Greenwater Tank Culture of Tilapia with the Effluent Used as a Source of Water and Nutrients for Terrestrial Crops
The United States Virgin Islands imports more than 80% of the seafood and more than 90% of the fruits and vegetables consumed in the territory. Greenwater tank culture of tilapia is an aquaculture technology developed at the University of the Virgin Islands (UVI), which can economically produce fish in a way that is environmentally sustainable. The byproduct of greenwater culture is a concentrated slurry comprised of uneaten feed, feces, dead plankton and bacterial cells. This sludge has been found to be an excellent source of water and nutrients for a variety of crops. Currently, there are no commercial-scale aquaculture operations in the territory. The reason for this is the reluctance of the investors to try a new technology. The systems developed have lacked a technology transfer component. Commercial-scale demonstration systems, supported by government funding but operated by farmers, will serve as educational tools. If local farmers produce the fish themselves and use the resulting effluent as a nutrient and water source for their crops, confidence in the technology will increase and more people will involve themselves in this form of sustainable food production.
The goal of this project is to raise the standard of living of Virgin Islanders by introducing them to an environmentally sound, sustainable and economically feasible method of agriculture which will offset a portion of the territory’s seafood and produce deficits. Three objectives must be met to enable this to occur:
1.) Discover if greenwater tank culture production characteristics revealed in experimental units will be duplicated on a commercial scale.
2.) Determine the quality, quantity and value of terrestrial crops produced with greenwater sludge as a water and nutrient source.
3.) Ascertain the economic viability and environmental sustainability of this integrated production technology.
Three 200-m3 greenwater tanks will be constructed. One tank each on St. John and St. Croix constructed on local farms and managed by local farmers. The third tank will be constructed on the grounds of the UVI Agricultural Experiment Station (AES) and managed by experiment station staff. Participating farmers will take the greenwater sludge derived from the culture tank and incorporate it into their normal irrigation regimes, without adding any additional fertilizers. We will help them design and construct irrigation systems that will meet their particular needs. Fish and vegetable production will be monitored and evaluated.
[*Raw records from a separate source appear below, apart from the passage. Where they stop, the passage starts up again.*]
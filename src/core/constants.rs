// Format constants for Blackrock NSx / NEV (file spec 2.2)

/// NSx continuous file magic ("Neural Continuous Data").
pub const NSX_MAGIC: &[u8; 8] = b"NEURALCD";
/// Legacy NSx magic. The old layout has no per-channel headers, so it is
/// rejected with `UnsupportedLayout` instead of being misread.
pub const NSX_LEGACY_MAGIC: &[u8; 8] = b"NEURALSG";
/// NEV event file magic.
pub const NEV_MAGIC: &[u8; 8] = b"NEURALEV";

/// Channel header type tag ("Continuous Channels").
pub const NSX_CHANNEL_TYPE: &[u8; 2] = b"CC";

// NEV extension header tags (exact 8-byte ASCII)
pub const EXT_ARRAY_NAME: &[u8; 8] = b"ARRAYNME";
pub const EXT_EXTRA_COMMENT: &[u8; 8] = b"ECOMMENT";
pub const EXT_CONTINUED_COMMENT: &[u8; 8] = b"CCOMMENT";
pub const EXT_MAP_FILE: &[u8; 8] = b"MAPFILE\0";
pub const EXT_NEURAL_WAVEFORM: &[u8; 8] = b"NEUEVWAV";
pub const EXT_NEURAL_LABEL: &[u8; 8] = b"NEUEVLBL";
pub const EXT_NEURAL_FILTER: &[u8; 8] = b"NEUEVFLT";
pub const EXT_DIGITAL_LABEL: &[u8; 8] = b"DIGLABEL";
pub const EXT_VIDEO_SYNC: &[u8; 8] = b"VIDEOSYN";
pub const EXT_TRACKABLE_OBJECT: &[u8; 8] = b"TRACKOBJ";

// NEV data package ids
pub const PKG_DIGITAL_SERIAL: u16 = 0x0000;
/// Spike packages (handled by the cluster subsystem, skipped here).
pub const PKG_SPIKE_MIN: u16 = 0x0001;
pub const PKG_SPIKE_MAX: u16 = 0x0800;
pub const PKG_CONFIGURATION: u16 = 0xFFFB;
pub const PKG_BUTTON: u16 = 0xFFFC;
pub const PKG_TRACKING: u16 = 0xFFFD;
pub const PKG_VIDEO_SYNC: u16 = 0xFFFE;
pub const PKG_COMMENT: u16 = 0xFFFF;

/// Timestamp sentinel marking a continuation package (unsupported).
pub const CONTINUATION_TIMESTAMP: u32 = 0xFFFF_FFFF;

/// Digital/serial reason bit selecting serial input.
pub const REASON_SERIAL_BIT: u8 = 1 << 7;

// Record sizes (packed, little-endian, no padding)

/// Windows SYSTEMTIME: 8 x i16.
pub const SYSTEM_TIME_SIZE: usize = 16;

/// NSx basic header: magic(8) spec(u16) header_size(u32) label(16)
/// comment(256) period(u32) resolution(u32) origin(16) channels(u32).
pub const NSX_BASIC_HEADER_SIZE: usize = 8 + 2 + 4 + 16 + 256 + 4 + 4 + SYSTEM_TIME_SIZE + 4; // 314

/// NSx channel header: type(2) id(u16) label(16) bank(u8) pin(u8)
/// dmin/dmax/amin/amax(4 x i16) unit(16) filter(2 x (u32+u32+u16)).
pub const NSX_CHANNEL_HEADER_SIZE: usize = 2 + 2 + 16 + 1 + 1 + 8 + 16 + 20; // 66

/// NSx data block header: flag(u8) timestamp(u32) length(u32).
pub const NSX_DATA_HEADER_SIZE: usize = 1 + 4 + 4; // 9

/// NEV basic header: magic(8) spec(u16) flags(u16) header_size(u32)
/// package_size(u32) global_res(u32) waveform_res(u32) origin(16)
/// application(32) comment(256) extension_count(u32).
pub const NEV_BASIC_HEADER_SIZE: usize =
    8 + 2 + 2 + 4 + 4 + 4 + 4 + SYSTEM_TIME_SIZE + 32 + 256 + 4; // 336

/// NEV extension header: tag(8) + opaque payload(24).
pub const NEV_EXTENSION_HEADER_SIZE: usize = 8 + 24; // 32
pub const NEV_EXTENSION_DATA_SIZE: usize = 24;

/// NEV data package header: timestamp(u32) id(u16).
pub const NEV_DATA_HEADER_SIZE: usize = 4 + 2; // 6

// NEV payload heads (the remainder of each package is padding)
pub const DIGITAL_SERIAL_DATA_SIZE: usize = 4;
pub const CONFIGURATION_DATA_SIZE: usize = 2;
pub const BUTTON_DATA_SIZE: usize = 2;
pub const TRACKING_HEADER_SIZE: usize = 8;
pub const VIDEO_SYNC_DATA_SIZE: usize = 14;
pub const COMMENT_HEADER_SIZE: usize = 6;

/// Raw sample width of NSx continuous data.
pub const SAMPLE_SIZE: usize = std::mem::size_of::<i16>();

/// Resolution of the acquisition system (bits per sample).
pub const NSX_RESOLUTION: u16 = 16;
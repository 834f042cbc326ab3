// Decoded record structures for the NSx / NEV formats

use chrono::NaiveDate;
use serde::Serialize;

use crate::core::constants::*;

/// Turns a NUL-padded fixed-size field into a displayable string.
pub fn fixed_str(bytes: &[u8]) -> String {
    let end = bytes.iter().position(|&b| b == 0).unwrap_or(bytes.len());
    String::from_utf8_lossy(&bytes[..end]).into_owned()
}

/// Windows SYSTEMTIME as written by the acquisition software.
#[derive(Debug, Clone, Copy, PartialEq, Eq, Default)]
pub struct SystemTime {
    pub year: i16,
    pub month: i16,
    pub day_of_week: i16,
    pub day: i16,
    pub hour: i16,
    pub minute: i16,
    pub second: i16,
    pub milliseconds: i16,
}

impl SystemTime {
    /// Recording origin as a calendar timestamp, if the fields form one.
    pub fn to_naive(&self) -> Option<chrono::NaiveDateTime> {
        NaiveDate::from_ymd_opt(self.year as i32, self.month as u32, self.day as u32)?
            .and_hms_milli_opt(
                self.hour as u32,
                self.minute as u32,
                self.second as u32,
                self.milliseconds as u32,
            )
    }
}

/// NSx continuous file basic header.
#[derive(Debug, Clone, PartialEq)]
pub struct NsxBasicHeader {
    pub file_type: [u8; 8],
    pub file_spec: u16,
    pub header_size: u32,
    pub label: [u8; 16],
    pub comment: [u8; 256],
    /// Samples are recorded once every `sampling_period` base ticks.
    pub sampling_period: u32,
    /// Base clock resolution in ticks per second.
    pub time_resolution: u32,
    pub time_origin: SystemTime,
    pub channel_count: u32,
}

impl NsxBasicHeader {
    pub fn label_str(&self) -> String {
        fixed_str(&self.label)
    }

    pub fn comment_str(&self) -> String {
        fixed_str(&self.comment)
    }
}

/// NSx per-channel header ("CC" record).
#[derive(Debug, Clone, PartialEq)]
pub struct NsxChannelHeader {
    pub channel_type: [u8; 2],
    pub id: u16,
    pub label: [u8; 16],
    pub bank: u8,
    pub pin: u8,
    pub min_digital_value: i16,
    pub max_digital_value: i16,
    pub min_analog_value: i16,
    pub max_analog_value: i16,
    pub unit: [u8; 16],
    pub filter: FilterParams,
}

impl NsxChannelHeader {
    pub fn label_str(&self) -> String {
        fixed_str(&self.label)
    }

    pub fn unit_str(&self) -> String {
        fixed_str(&self.unit)
    }
}

/// High/low cutoff description shared by NSx channels and NEUEVFLT extensions.
#[derive(Debug, Clone, Copy, PartialEq, Eq, Default)]
pub struct FilterParams {
    pub highpass_corner: u32,
    pub highpass_order: u32,
    pub highpass_type: u16,
    pub lowpass_corner: u32,
    pub lowpass_order: u32,
    pub lowpass_type: u16,
}

/// NSx data block header. Spec 2.2 writes one per contiguous block.
#[derive(Debug, Clone, Copy, PartialEq, Eq)]
pub struct NsxDataHeader {
    pub flag: u8,
    pub timestamp: u32,
    /// Sample count of the block, per channel.
    pub length: u32,
}

/// NEV event file basic header.
#[derive(Debug, Clone, PartialEq)]
pub struct NevBasicHeader {
    pub file_type: [u8; 8],
    pub file_spec: u16,
    pub flags: u16,
    pub header_size: u32,
    pub data_package_size: u32,
    /// Ticks per second of the global event clock.
    pub global_time_resolution: u32,
    /// Ticks per second of the waveform sampling clock.
    pub waveform_time_resolution: u32,
    pub time_origin: SystemTime,
    pub application: [u8; 32],
    pub comment: [u8; 256],
    pub extension_count: u32,
}

impl NevBasicHeader {
    pub fn application_str(&self) -> String {
        fixed_str(&self.application)
    }

    pub fn comment_str(&self) -> String {
        fixed_str(&self.comment)
    }
}

/// Raw NEV extension header: 8-byte tag plus opaque payload.
#[derive(Debug, Clone, PartialEq, Eq)]
pub struct NevExtensionHeader {
    pub tag: [u8; 8],
    pub data: [u8; NEV_EXTENSION_DATA_SIZE],
}

/// Typed view of a NEV extension header. Unrecognized tags are retained
/// uninterpreted.
#[derive(Debug, Clone, PartialEq)]
pub enum NevExtension {
    NeuralWaveform(NeuralWaveformExt),
    NeuralLabel(NeuralLabelExt),
    NeuralFilter(NeuralFilterExt),
    DigitalLabel(DigitalLabelExt),
    VideoSync(VideoSyncExt),
    TrackableObject(TrackableObjectExt),
    Unknown(NevExtensionHeader),
}

#[derive(Debug, Clone, Copy, PartialEq, Eq)]
pub struct NeuralWaveformExt {
    pub electrode_id: u16,
    pub bank: u8,
    pub pin: u8,
    /// Digitization factor in nV per LSB step.
    pub factor: u16,
    pub energy_threshold: u16,
    pub high_threshold: i16,
    pub low_threshold: i16,
    pub sorted_units: u8,
    pub bytes_per_sample: u8,
    pub samples_per_waveform: u16,
}

#[derive(Debug, Clone, PartialEq, Eq)]
pub struct NeuralLabelExt {
    pub electrode_id: u16,
    pub label: [u8; 16],
}

impl NeuralLabelExt {
    pub fn label_str(&self) -> String {
        fixed_str(&self.label)
    }
}

#[derive(Debug, Clone, Copy, PartialEq, Eq)]
pub struct NeuralFilterExt {
    pub electrode_id: u16,
    pub filter: FilterParams,
}

#[derive(Debug, Clone, PartialEq, Eq)]
pub struct DigitalLabelExt {
    pub label: [u8; 16],
    /// 0 = serial, 1 = parallel.
    pub mode: u8,
}

#[derive(Debug, Clone, PartialEq)]
pub struct VideoSyncExt {
    pub source_id: u16,
    pub name: [u8; 16],
    pub frame_rate: f32,
}

#[derive(Debug, Clone, PartialEq, Eq)]
pub struct TrackableObjectExt {
    pub object_type: u16,
    pub object_id: u16,
    pub point_count: u16,
    pub name: [u8; 16],
}

/// NEV data package header preceding every payload.
#[derive(Debug, Clone, Copy, PartialEq, Eq)]
pub struct NevDataHeader {
    pub timestamp: u32,
    pub id: u16,
}

#[derive(Debug, Clone, Copy, PartialEq, Eq)]
pub struct DigitalSerialData {
    /// Bit 0 = digital change, bit 7 = serial.
    pub reason: u8,
    pub input: u16,
}

#[derive(Debug, Clone, Copy, PartialEq, Eq)]
pub struct ConfigurationData {
    /// 0 = normal, 1 = critical.
    pub change_type: u16,
}

#[derive(Debug, Clone, Copy, PartialEq, Eq)]
pub struct ButtonData {
    /// 0 = undefined, 1 = press, 2 = reset.
    pub trigger: u16,
}

#[derive(Debug, Clone, Copy, PartialEq, Eq)]
pub struct TrackingHeader {
    pub parent_id: u16,
    pub node_id: u16,
    pub node_count: u16,
    pub point_count: u16,
}

#[derive(Debug, Clone, Copy, PartialEq, Eq)]
pub struct VideoSyncData {
    pub file_number: u16,
    pub frame_number: u32,
    pub elapsed_time: u32,
    pub source_id: u32,
}

#[derive(Debug, Clone, Copy, PartialEq, Eq)]
pub struct CommentHeader {
    /// 0 = ANSI, 1 = UTF-16.
    pub char_set: u8,
    pub color: u32,
}

/// Closed set of event categories a NEV package reduces to.
#[derive(Debug, Clone, Copy, PartialEq, Eq, Serialize)]
#[serde(tag = "kind")]
pub enum EventKind {
    SerialData,
    DigitalData,
    ConfigNormal,
    ConfigCritical,
    ConfigUndefined,
    ButtonPress,
    ButtonReset,
    ButtonUndefined,
    Tracking { parent_id: u16, node_id: u16 },
    VideoSync { source_id: u32 },
    Comment,
}

/// Number of counter slots (tracking/video-sync ids share one slot each).
pub const EVENT_KIND_SLOTS: usize = 11;

impl EventKind {
    /// Counter slot of this category. Ids carried by tracking and
    /// video-sync events are not part of the key.
    pub fn slot(&self) -> usize {
        match self {
            EventKind::SerialData => 0,
            EventKind::DigitalData => 1,
            EventKind::ConfigNormal => 2,
            EventKind::ConfigCritical => 3,
            EventKind::ConfigUndefined => 4,
            EventKind::ButtonPress => 5,
            EventKind::ButtonReset => 6,
            EventKind::ButtonUndefined => 7,
            EventKind::Tracking { .. } => 8,
            EventKind::VideoSync { .. } => 9,
            EventKind::Comment => 10,
        }
    }

    pub fn slot_name(slot: usize) -> &'static str {
        match slot {
            0 => "serial data",
            1 => "digital data",
            2 => "config change normal",
            3 => "config change critical",
            4 => "config change undefined",
            5 => "button press",
            6 => "button reset",
            7 => "button undefined",
            8 => "tracking",
            9 => "video sync",
            10 => "comment",
            _ => "unknown",
        }
    }
}

impl std::fmt::Display for EventKind {
    fn fmt(&self, f: &mut std::fmt::Formatter<'_>) -> std::fmt::Result {
        match self {
            EventKind::Tracking { parent_id, node_id } => {
                write!(f, "tracking (p: {} n: {})", parent_id, node_id)
            }
            EventKind::VideoSync { source_id } => write!(f, "video sync (s: {})", source_id),
            other => f.write_str(EventKind::slot_name(other.slot())),
        }
    }
}

/// A rectangular channel x time slice of converted samples, produced fresh
/// per request. Row-major by sample: all channels of sample 0, then all
/// channels of sample 1, and so on.
#[derive(Debug, Clone, PartialEq, Serialize)]
pub struct SampleWindow {
    pub channel_count: usize,
    pub sample_count: usize,
    /// Converted values in microvolts.
    pub samples: Vec<f32>,
}

impl SampleWindow {
    pub fn empty(channel_count: usize) -> Self {
        Self {
            channel_count,
            sample_count: 0,
            samples: Vec::new(),
        }
    }

    pub fn new(channel_count: usize, sample_count: usize, samples: Vec<f32>) -> Self {
        debug_assert_eq!(samples.len(), channel_count * sample_count);
        Self {
            channel_count,
            sample_count,
            samples,
        }
    }

    pub fn is_empty(&self) -> bool {
        self.sample_count == 0
    }

    pub fn value(&self, sample: usize, channel: usize) -> f32 {
        self.samples[sample * self.channel_count + channel]
    }
}

#[cfg(test)]
mod tests {
    use super::*;

    #[test]
    fn fixed_str_stops_at_nul() {
        let mut field = [0u8; 16];
        field[..5].copy_from_slice(b"hippo");
        assert_eq!(fixed_str(&field), "hippo");
        assert_eq!(fixed_str(&[0u8; 4]), "");
    }

    #[test]
    fn system_time_to_calendar() {
        let origin = SystemTime {
            year: 2015,
            month: 6,
            day_of_week: 2,
            day: 16,
            hour: 13,
            minute: 37,
            second: 42,
            milliseconds: 250,
        };
        let naive = origin.to_naive().unwrap();
        assert_eq!(naive.to_string(), "2015-06-16 13:37:42.250");

        let bogus = SystemTime {
            month: 13,
            ..origin
        };
        assert!(bogus.to_naive().is_none());
    }

    #[test]
    fn event_labels_match_the_original_wording() {
        assert_eq!(EventKind::SerialData.to_string(), "serial data");
        assert_eq!(EventKind::ConfigCritical.to_string(), "config change critical");
        assert_eq!(
            EventKind::Tracking {
                parent_id: 3,
                node_id: 7
            }
            .to_string(),
            "tracking (p: 3 n: 7)"
        );
        assert_eq!(
            EventKind::VideoSync { source_id: 5 }.to_string(),
            "video sync (s: 5)"
        );
    }

    #[test]
    fn slots_cover_every_kind_once() {
        let kinds = [
            EventKind::SerialData,
            EventKind::DigitalData,
            EventKind::ConfigNormal,
            EventKind::ConfigCritical,
            EventKind::ConfigUndefined,
            EventKind::ButtonPress,
            EventKind::ButtonReset,
            EventKind::ButtonUndefined,
            EventKind::Tracking {
                parent_id: 0,
                node_id: 0,
            },
            EventKind::VideoSync { source_id: 0 },
            EventKind::Comment,
        ];
        let mut seen = [false; EVENT_KIND_SLOTS];
        for kind in kinds {
            assert!(!seen[kind.slot()], "duplicate slot for {:?}", kind);
            seen[kind.slot()] = true;
        }
        assert!(seen.iter().all(|&s| s));
    }

    #[test]
    fn window_indexing_is_sample_major() {
        let window = SampleWindow::new(2, 3, vec![0.0, 1.0, 2.0, 3.0, 4.0, 5.0]);
        assert_eq!(window.value(0, 1), 1.0);
        assert_eq!(window.value(2, 0), 4.0);
        assert!(!window.is_empty());
        assert!(SampleWindow::empty(4).is_empty());
    }
}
After the first production cycle, products will be sold, data will be compiled and whole-farm budgets will be developed for the farmers to determine financial viability of the systems. Two extension publications will be written, “Greenwater Tank Culture of Tilapia” and “Utilizing Greenwater Effluent as a Source of Water and Fertilization”. During the second and third years, on-site training sessions will be given to prospective and current farmers at both locations. The training sessions will include greenwater culture techniques, irrigation and fertilization strategies, marketing of the products, and financing and budgeting. Upon completion of the project, the Southern Regional Aquaculture Center (SRAC) will be approached to gauge their interest in supporting a series of publications detailing greenwater culture. From previous experimental greenwater trials at UVI-AES we expect this project to accomplish the aforementioned goals.